_MATERIALS PROVIDED_:
──────────────────────────────

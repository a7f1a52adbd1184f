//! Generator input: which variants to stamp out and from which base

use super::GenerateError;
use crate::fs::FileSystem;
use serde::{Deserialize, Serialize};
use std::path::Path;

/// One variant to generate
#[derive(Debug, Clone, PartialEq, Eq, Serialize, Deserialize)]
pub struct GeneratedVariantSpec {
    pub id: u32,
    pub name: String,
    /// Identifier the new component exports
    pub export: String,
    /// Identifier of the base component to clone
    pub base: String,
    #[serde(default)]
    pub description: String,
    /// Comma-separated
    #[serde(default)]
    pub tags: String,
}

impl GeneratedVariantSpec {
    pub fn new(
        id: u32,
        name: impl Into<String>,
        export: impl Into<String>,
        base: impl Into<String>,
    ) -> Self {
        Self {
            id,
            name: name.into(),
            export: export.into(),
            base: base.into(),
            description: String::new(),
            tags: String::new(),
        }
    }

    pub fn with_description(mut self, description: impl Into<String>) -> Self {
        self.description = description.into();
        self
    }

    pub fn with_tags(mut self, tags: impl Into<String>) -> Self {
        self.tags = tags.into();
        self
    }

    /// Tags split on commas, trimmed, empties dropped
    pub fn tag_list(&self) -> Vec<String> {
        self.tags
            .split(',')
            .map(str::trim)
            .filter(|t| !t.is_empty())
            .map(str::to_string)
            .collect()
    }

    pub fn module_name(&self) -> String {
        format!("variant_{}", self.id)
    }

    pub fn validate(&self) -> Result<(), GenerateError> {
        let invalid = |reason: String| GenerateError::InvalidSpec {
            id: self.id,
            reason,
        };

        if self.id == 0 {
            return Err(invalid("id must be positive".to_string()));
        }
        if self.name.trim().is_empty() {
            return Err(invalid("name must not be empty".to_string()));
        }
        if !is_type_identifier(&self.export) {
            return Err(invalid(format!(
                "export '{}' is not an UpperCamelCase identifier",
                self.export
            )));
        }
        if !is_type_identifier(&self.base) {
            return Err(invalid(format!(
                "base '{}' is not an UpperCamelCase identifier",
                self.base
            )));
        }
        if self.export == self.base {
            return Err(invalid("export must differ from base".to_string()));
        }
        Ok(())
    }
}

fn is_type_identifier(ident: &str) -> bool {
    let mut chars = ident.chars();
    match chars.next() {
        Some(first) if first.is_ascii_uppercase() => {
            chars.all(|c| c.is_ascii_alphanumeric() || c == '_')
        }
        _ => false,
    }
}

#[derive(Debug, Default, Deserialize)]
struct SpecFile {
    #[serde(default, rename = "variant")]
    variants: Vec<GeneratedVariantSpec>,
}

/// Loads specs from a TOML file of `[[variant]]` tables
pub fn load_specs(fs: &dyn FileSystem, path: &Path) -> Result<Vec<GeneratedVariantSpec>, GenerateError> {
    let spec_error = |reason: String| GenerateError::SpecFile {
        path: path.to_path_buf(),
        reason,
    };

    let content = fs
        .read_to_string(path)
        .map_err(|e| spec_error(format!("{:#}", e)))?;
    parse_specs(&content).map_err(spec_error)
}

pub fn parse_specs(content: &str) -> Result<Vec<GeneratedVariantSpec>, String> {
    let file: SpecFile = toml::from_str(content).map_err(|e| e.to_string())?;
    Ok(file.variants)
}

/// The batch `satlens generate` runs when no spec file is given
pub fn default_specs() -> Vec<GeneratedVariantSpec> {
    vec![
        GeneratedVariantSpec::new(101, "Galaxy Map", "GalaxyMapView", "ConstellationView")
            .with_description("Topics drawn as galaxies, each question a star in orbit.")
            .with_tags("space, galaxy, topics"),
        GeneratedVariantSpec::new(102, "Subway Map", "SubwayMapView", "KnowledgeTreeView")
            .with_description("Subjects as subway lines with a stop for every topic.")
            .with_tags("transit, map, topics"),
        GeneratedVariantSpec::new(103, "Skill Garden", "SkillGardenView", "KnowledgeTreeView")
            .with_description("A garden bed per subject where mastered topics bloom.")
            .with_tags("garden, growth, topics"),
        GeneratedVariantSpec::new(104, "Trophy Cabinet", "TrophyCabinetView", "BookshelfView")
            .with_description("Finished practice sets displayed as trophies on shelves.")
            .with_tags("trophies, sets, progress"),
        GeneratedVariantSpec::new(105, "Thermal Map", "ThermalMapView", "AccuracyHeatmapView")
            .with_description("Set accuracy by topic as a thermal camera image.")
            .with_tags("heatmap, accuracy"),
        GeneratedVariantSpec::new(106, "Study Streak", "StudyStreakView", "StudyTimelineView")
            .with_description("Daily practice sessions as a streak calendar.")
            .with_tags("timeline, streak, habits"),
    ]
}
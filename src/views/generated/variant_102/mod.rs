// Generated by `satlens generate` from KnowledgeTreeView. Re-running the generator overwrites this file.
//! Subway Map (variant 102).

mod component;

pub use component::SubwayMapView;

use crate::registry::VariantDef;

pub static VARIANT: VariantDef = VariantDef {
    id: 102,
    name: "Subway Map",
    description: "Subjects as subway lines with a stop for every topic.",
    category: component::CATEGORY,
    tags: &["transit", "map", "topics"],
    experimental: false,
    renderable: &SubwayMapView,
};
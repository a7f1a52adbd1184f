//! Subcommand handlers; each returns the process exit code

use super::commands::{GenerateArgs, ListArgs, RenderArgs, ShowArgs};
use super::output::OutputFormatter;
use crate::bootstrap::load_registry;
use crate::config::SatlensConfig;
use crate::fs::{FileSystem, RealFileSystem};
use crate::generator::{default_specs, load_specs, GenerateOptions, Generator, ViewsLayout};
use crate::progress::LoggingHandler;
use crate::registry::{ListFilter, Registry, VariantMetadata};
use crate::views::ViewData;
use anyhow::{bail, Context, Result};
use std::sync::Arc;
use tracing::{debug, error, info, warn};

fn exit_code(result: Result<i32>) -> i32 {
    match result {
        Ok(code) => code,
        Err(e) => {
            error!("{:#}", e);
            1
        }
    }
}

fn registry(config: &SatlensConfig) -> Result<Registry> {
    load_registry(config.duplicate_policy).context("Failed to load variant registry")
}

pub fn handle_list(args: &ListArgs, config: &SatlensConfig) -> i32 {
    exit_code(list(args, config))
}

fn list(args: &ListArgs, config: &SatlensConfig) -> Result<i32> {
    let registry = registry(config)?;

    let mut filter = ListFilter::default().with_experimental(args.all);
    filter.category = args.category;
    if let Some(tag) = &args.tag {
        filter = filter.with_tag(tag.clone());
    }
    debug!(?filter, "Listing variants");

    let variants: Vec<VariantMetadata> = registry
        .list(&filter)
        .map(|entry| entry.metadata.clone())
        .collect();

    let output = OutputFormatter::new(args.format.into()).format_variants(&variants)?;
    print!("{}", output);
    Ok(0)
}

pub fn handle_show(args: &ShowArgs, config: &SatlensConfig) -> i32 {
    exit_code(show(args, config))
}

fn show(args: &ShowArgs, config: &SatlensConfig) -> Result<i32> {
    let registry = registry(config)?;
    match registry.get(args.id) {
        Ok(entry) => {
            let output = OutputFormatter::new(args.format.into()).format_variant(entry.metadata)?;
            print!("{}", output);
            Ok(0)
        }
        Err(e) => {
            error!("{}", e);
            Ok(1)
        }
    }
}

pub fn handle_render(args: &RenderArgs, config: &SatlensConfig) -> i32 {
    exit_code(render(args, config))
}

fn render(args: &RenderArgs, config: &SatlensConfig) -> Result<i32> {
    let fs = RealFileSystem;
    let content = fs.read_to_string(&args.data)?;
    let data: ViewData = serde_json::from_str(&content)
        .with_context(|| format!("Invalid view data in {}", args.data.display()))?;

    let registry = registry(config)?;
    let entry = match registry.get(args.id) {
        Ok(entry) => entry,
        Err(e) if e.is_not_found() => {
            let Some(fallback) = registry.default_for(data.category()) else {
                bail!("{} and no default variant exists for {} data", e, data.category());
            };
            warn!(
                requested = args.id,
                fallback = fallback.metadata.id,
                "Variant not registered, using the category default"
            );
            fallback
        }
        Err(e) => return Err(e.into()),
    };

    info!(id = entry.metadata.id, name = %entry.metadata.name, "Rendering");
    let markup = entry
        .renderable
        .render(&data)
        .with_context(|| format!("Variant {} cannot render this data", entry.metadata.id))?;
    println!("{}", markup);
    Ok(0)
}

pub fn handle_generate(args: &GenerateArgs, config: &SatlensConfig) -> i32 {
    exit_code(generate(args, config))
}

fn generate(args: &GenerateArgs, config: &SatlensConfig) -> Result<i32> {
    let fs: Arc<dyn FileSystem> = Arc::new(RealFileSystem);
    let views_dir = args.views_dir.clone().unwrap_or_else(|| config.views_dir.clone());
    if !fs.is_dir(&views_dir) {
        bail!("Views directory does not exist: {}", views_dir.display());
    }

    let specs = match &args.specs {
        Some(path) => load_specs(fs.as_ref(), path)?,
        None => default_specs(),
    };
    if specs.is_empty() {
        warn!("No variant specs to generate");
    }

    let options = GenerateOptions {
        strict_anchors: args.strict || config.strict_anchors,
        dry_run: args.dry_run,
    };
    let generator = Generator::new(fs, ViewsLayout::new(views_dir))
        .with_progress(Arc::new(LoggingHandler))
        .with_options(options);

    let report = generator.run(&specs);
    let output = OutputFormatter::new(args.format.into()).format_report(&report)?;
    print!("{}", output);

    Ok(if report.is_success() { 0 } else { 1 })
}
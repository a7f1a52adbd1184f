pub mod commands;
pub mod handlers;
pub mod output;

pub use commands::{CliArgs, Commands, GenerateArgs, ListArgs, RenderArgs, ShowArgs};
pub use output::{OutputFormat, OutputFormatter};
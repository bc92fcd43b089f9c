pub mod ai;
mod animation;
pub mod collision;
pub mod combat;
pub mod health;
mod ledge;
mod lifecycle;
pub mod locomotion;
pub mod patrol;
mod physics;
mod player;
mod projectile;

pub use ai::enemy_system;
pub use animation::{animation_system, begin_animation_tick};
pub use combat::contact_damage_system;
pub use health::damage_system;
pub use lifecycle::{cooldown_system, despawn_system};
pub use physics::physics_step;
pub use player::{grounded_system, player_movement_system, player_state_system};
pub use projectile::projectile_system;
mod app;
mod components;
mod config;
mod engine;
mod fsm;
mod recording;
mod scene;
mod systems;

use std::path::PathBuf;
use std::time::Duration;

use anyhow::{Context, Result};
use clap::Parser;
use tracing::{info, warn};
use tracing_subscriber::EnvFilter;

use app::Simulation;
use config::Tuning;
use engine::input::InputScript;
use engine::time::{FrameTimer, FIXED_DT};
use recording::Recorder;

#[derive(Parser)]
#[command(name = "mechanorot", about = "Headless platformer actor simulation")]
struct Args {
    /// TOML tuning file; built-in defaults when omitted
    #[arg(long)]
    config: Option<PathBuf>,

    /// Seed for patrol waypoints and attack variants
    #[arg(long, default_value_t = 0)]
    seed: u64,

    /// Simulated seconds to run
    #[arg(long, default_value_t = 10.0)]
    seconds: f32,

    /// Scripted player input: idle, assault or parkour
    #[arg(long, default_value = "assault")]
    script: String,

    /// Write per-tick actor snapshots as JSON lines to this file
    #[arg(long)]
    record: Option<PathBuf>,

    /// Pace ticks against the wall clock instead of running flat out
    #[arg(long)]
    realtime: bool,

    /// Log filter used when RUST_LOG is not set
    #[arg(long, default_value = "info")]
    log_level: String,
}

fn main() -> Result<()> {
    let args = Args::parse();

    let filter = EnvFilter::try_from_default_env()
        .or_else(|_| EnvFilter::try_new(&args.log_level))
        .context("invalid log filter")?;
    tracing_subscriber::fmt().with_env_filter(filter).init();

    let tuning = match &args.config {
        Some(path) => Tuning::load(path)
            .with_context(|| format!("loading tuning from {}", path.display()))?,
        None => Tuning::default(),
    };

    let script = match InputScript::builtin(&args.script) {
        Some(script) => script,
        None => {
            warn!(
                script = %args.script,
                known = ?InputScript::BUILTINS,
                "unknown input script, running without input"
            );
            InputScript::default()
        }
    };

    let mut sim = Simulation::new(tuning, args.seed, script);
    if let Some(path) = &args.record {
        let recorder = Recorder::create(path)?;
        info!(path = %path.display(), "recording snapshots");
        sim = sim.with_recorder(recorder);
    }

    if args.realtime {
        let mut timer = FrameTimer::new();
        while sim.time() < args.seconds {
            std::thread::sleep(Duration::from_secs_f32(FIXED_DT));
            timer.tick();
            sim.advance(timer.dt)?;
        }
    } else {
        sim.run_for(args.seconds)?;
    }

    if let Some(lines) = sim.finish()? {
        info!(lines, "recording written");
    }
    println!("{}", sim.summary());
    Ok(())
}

──────────────────────────────

Answer with the number alone: how many lines in the records include the word "info"?

_RESPONSE BOX_:
6